Hamburger, Philip.

Author Philip Hamburger was born on July 2nd, 1914 in Wheeling, West Virginia. His family later moved to New York City, where Hamburger was educated in the public schools. He received a B.A. from Johns Hopkins University (1935) and a M.S. from the Columbia University Graduate School of Journalism (1938). In 1939 he joined the staff of The New Yorker, where he worked for virtually his entire career.

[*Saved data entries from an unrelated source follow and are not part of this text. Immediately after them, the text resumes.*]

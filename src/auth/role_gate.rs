//! Role-based authorization.
//!
//! A [`RoleGate`] is a reusable predicate over a fixed set of allowed role
//! names. Gates carry no request state and hit no I/O; they only inspect the
//! roles already attached to a resolved [`CurrentUser`]. Route handlers
//! decide where a gate applies and whether resource ownership bypasses it.

use crate::api::models::users::CurrentUser;
use crate::errors::Error;

/// Role allowed to manage user and role records.
pub const USER_MANAGER: &str = "user_manager";
/// Role allowed to read and edit any note.
pub const NOTE_MANAGER: &str = "note_manager";
/// Role allowed to manage any raffle.
pub const RAFFLE_MANAGER: &str = "raffle_manager";

/// An authorization predicate parameterized by the roles it accepts.
#[derive(Debug, Clone, Copy)]
pub struct RoleGate {
    allowed: &'static [&'static str],
}

impl RoleGate {
    pub const fn new(allowed: &'static [&'static str]) -> Self {
        Self { allowed }
    }

    /// Passes if the user holds at least one of the allowed roles.
    pub fn check(&self, user: &CurrentUser) -> Result<(), Error> {
        if self.allowed.iter().any(|role| user.has_role(role)) {
            Ok(())
        } else {
            Err(Error::Forbidden)
        }
    }
}

/// Gate for user and role administration endpoints.
pub const USER_ADMIN: RoleGate = RoleGate::new(&[USER_MANAGER]);
/// Gate for cross-user note access.
pub const NOTE_ADMIN: RoleGate = RoleGate::new(&[NOTE_MANAGER]);
/// Gate for cross-user raffle management.
pub const RAFFLE_ADMIN: RoleGate = RoleGate::new(&[RAFFLE_MANAGER]);

#[cfg(test)]
mod tests {
    use super::*;
    use crate::test_utils::current_user_fixture;

    #[test]
    fn test_any_allowed_role_passes() {
        let gate = RoleGate::new(&["user_manager", "note_manager"]);

        let user = current_user_fixture(1, "alice", &["note_manager"]);
        assert!(gate.check(&user).is_ok());

        let both = current_user_fixture(2, "bob", &["user_manager", "note_manager"]);
        assert!(gate.check(&both).is_ok());
    }

    #[test]
    fn test_no_matching_role_is_forbidden() {
        let gate = USER_ADMIN;

        let unrelated = current_user_fixture(1, "alice", &["raffle_manager"]);
        assert!(matches!(gate.check(&unrelated), Err(Error::Forbidden)));

        let none = current_user_fixture(2, "bob", &[]);
        assert!(matches!(gate.check(&none), Err(Error::Forbidden)));
    }

    #[test]
    fn test_extra_roles_do_not_hurt() {
        let user = current_user_fixture(1, "alice", &["raffle_manager", "user_manager"]);
        assert!(USER_ADMIN.check(&user).is_ok());
    }
}
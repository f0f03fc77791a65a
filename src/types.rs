//! Common type definitions.
//!
//! All entity identifiers are sequential database integers wrapped in type
//! aliases for readability at call sites.

/// User account identifier
pub type UserId = i32;
/// Role identifier
pub type RoleId = i32;
/// Note identifier
pub type NoteId = i32;
/// Raffle identifier
pub type RaffleId = i32;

Hamburger left the magazine briefly from 1941-1943, when he served as a writer in the U.S. government's Office of Facts and Figures and Office of War Information. He then rejoined The New Yorker, and during 1945 was the magazine's European war correspondent. During the 1950s-1990s, Hamburger contributed essays to nearly every section of The New Yorker, including Talk of the Town, Profiles, A Reporter at Large, and Onward and Upward with the Arts . He was the magazine's music critic from 1948-1949, and wrote its television column from 1949-1955. His popular Notes for a Gazetteer essays chronicled his visits to over fifty American cities during the years 1959-1964. Several pieces from this series were collected and published as An American Notebook (1965). Other collections of Hamburger's New Yorker writings include The Oblong Blur and Other Odysseys (1949), Mayor Watching and Other Pleasures (1958), Our Man Stanley (1963) and Curious World (1987). In 1952 Hamburger published J.P. Marquand, Esq., an acclaimed biography based on his New Yorker profile of the American novelist.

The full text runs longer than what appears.